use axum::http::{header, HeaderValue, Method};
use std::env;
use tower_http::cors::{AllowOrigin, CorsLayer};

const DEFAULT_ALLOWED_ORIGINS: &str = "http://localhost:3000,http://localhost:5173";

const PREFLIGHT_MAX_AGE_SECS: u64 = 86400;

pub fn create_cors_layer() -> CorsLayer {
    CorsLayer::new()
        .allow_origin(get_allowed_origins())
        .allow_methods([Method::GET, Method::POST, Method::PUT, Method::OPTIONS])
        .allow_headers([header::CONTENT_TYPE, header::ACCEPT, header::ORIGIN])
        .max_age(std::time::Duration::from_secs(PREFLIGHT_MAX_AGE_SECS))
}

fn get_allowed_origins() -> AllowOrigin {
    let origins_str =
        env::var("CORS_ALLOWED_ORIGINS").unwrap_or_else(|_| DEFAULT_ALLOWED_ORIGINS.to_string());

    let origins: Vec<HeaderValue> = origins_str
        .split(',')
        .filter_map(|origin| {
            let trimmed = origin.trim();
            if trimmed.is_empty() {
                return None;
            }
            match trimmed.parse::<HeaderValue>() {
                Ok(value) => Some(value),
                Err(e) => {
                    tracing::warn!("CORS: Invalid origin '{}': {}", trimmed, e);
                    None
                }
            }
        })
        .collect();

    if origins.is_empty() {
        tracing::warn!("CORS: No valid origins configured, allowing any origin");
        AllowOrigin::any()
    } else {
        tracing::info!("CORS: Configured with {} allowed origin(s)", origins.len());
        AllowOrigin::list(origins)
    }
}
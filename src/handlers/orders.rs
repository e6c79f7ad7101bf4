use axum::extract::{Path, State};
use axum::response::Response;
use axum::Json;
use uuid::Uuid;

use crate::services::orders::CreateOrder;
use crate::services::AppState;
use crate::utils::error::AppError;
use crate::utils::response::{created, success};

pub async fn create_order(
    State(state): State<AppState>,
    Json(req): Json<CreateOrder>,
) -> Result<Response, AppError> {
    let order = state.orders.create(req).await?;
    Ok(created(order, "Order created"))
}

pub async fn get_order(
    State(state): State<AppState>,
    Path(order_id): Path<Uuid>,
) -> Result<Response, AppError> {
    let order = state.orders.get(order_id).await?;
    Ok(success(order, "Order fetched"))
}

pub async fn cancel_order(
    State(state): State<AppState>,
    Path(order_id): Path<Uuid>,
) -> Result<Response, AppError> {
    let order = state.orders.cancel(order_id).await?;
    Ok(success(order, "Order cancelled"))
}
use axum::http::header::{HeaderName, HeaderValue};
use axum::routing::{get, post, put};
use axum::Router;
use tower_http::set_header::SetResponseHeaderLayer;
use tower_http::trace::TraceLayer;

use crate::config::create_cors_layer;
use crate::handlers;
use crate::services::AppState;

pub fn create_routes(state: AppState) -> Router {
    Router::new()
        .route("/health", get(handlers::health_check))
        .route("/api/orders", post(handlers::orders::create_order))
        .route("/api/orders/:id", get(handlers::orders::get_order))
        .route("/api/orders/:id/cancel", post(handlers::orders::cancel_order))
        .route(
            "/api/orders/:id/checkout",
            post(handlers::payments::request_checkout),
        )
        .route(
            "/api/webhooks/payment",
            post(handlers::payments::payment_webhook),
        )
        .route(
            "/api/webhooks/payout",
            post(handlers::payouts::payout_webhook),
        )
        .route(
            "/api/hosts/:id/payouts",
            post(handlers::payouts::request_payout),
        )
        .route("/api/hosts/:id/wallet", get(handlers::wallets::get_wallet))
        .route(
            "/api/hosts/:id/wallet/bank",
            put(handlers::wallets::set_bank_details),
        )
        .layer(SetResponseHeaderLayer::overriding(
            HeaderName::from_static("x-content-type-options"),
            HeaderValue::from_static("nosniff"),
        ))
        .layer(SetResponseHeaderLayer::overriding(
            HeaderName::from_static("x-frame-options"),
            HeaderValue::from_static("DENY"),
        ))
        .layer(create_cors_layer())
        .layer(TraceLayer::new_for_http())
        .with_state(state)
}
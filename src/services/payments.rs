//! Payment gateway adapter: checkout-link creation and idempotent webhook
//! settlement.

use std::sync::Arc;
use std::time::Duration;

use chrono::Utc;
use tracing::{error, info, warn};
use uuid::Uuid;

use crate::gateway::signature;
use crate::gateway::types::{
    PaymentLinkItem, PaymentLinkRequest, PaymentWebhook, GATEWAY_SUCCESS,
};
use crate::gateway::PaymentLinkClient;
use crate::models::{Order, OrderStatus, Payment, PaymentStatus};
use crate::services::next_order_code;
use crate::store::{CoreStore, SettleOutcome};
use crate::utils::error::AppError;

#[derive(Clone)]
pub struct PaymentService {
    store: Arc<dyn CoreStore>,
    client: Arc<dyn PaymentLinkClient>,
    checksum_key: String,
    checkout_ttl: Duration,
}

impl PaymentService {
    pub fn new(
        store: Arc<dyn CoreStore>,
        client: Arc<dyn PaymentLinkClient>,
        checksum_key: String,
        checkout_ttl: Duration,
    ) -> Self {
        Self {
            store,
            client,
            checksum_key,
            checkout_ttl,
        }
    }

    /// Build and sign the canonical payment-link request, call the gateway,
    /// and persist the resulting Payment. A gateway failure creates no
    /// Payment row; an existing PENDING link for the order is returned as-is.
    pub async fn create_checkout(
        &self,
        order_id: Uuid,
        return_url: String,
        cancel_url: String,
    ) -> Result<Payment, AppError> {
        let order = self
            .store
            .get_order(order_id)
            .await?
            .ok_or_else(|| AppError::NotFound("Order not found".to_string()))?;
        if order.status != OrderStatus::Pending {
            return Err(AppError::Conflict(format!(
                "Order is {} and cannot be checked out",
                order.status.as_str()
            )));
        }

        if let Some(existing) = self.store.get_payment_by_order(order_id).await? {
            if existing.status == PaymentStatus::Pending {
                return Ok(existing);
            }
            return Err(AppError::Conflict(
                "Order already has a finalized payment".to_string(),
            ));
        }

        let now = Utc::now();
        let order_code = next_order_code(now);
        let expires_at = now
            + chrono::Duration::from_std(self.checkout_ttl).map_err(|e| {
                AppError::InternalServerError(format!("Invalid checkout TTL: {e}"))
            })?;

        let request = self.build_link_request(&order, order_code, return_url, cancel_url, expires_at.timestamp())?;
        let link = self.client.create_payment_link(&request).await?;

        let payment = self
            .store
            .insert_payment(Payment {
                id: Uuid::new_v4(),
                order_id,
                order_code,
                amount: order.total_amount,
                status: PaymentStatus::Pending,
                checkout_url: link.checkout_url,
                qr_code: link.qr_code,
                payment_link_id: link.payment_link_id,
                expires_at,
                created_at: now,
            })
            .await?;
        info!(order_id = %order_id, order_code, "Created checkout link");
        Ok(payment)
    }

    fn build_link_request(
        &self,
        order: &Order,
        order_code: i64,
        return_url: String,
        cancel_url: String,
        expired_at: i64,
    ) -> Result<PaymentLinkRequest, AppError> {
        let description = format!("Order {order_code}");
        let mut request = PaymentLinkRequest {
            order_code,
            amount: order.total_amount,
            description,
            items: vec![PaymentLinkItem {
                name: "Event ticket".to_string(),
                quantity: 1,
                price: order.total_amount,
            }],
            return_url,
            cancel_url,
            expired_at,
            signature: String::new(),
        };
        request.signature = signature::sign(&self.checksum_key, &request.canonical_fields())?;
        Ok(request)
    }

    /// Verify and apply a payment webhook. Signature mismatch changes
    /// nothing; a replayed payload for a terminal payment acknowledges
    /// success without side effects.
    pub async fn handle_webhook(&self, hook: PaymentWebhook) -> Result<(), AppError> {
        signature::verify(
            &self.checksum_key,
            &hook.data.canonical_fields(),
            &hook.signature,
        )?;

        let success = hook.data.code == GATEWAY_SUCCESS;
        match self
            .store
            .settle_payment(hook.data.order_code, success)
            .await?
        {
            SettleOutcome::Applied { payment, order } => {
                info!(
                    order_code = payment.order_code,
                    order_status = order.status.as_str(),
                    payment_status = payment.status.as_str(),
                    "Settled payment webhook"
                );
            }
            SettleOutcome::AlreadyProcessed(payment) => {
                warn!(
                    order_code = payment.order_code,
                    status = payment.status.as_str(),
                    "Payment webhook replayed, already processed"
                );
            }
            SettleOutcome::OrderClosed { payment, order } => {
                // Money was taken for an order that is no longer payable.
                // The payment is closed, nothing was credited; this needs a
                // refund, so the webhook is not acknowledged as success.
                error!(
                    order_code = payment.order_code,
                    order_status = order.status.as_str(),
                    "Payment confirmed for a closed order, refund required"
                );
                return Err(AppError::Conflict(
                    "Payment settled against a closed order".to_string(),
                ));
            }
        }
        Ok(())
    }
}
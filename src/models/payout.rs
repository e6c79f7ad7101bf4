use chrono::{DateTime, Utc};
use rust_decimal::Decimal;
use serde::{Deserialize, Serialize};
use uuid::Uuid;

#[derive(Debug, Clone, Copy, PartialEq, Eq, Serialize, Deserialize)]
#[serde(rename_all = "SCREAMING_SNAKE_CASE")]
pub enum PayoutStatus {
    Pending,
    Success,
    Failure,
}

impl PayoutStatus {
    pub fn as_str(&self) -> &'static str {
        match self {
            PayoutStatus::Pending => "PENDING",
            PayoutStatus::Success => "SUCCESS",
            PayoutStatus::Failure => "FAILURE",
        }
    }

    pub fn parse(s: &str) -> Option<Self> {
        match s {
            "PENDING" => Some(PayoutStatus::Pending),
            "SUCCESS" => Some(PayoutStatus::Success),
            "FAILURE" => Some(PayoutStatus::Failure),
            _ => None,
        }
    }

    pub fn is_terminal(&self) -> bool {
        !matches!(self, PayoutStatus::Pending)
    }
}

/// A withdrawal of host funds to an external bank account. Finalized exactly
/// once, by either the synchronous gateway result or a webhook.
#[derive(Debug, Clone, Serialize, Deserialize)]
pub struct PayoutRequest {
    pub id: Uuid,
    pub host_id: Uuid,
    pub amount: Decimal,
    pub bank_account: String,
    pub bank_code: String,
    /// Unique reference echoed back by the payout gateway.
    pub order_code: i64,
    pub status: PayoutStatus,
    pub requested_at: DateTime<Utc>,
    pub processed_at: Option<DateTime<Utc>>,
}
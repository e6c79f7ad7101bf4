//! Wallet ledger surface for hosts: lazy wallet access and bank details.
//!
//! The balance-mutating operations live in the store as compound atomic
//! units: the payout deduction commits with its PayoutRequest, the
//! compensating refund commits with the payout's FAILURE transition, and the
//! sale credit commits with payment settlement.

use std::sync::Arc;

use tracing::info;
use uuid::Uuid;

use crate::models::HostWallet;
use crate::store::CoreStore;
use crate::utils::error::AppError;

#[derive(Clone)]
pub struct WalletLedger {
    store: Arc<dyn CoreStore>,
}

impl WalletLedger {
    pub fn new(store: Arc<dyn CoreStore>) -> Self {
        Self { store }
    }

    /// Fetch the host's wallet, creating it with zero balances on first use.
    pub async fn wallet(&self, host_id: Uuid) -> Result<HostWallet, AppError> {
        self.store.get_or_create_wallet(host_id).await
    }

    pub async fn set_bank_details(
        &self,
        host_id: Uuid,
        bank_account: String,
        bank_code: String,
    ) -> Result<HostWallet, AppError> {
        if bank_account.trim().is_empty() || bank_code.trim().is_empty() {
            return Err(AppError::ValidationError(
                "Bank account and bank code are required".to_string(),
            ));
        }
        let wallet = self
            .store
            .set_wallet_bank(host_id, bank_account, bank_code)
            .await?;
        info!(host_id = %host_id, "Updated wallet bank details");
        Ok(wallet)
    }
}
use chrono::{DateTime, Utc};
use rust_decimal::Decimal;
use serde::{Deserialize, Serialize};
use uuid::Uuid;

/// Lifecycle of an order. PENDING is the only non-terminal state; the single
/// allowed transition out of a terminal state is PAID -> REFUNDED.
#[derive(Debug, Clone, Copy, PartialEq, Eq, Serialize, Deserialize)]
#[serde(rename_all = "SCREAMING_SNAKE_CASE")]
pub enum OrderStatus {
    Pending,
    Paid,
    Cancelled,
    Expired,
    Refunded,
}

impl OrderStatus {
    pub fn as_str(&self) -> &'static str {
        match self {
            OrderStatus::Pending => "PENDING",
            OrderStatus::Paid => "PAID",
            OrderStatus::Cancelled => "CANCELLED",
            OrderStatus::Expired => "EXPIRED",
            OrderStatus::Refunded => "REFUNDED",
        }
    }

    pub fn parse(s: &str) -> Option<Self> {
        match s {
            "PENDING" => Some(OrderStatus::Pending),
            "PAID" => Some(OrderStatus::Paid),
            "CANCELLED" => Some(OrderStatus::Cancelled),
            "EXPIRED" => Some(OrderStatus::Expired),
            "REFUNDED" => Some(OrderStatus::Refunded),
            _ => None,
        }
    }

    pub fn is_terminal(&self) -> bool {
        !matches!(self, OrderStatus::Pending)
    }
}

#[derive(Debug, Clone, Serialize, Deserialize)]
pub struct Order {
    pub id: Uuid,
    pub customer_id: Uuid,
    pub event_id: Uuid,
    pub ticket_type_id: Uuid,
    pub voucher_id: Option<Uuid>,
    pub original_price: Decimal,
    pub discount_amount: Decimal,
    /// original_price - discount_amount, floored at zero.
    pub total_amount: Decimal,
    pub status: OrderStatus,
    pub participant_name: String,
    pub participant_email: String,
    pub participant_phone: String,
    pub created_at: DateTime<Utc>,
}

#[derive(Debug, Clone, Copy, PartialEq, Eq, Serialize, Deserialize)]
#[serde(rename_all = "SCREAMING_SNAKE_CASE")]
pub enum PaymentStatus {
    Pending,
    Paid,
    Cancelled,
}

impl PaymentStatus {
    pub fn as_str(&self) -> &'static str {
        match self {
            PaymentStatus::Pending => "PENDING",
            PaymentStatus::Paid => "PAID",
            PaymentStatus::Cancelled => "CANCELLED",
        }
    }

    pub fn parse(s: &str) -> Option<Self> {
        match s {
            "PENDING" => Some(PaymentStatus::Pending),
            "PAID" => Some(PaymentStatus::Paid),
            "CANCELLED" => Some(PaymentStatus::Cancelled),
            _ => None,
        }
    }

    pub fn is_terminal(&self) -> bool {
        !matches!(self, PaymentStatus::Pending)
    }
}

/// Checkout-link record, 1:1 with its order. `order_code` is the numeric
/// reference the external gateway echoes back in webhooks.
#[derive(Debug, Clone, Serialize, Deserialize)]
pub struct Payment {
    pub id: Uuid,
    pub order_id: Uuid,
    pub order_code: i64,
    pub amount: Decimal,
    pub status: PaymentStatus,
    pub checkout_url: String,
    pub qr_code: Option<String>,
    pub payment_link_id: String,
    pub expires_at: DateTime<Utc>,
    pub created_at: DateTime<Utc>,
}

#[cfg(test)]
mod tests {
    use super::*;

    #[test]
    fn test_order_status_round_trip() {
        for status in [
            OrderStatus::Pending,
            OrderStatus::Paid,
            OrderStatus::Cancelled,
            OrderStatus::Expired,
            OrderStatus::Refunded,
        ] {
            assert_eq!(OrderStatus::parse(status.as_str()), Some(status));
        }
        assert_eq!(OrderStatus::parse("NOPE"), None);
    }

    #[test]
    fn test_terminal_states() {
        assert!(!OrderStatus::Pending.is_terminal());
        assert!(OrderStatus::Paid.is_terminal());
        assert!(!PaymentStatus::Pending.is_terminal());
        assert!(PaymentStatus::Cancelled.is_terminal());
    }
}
--------------------------------
Pull every line that holds the string "PayoutRequest" out of the records.

pub struct PayoutRequest {
//! units: the payout deduction commits with its PayoutRequest, the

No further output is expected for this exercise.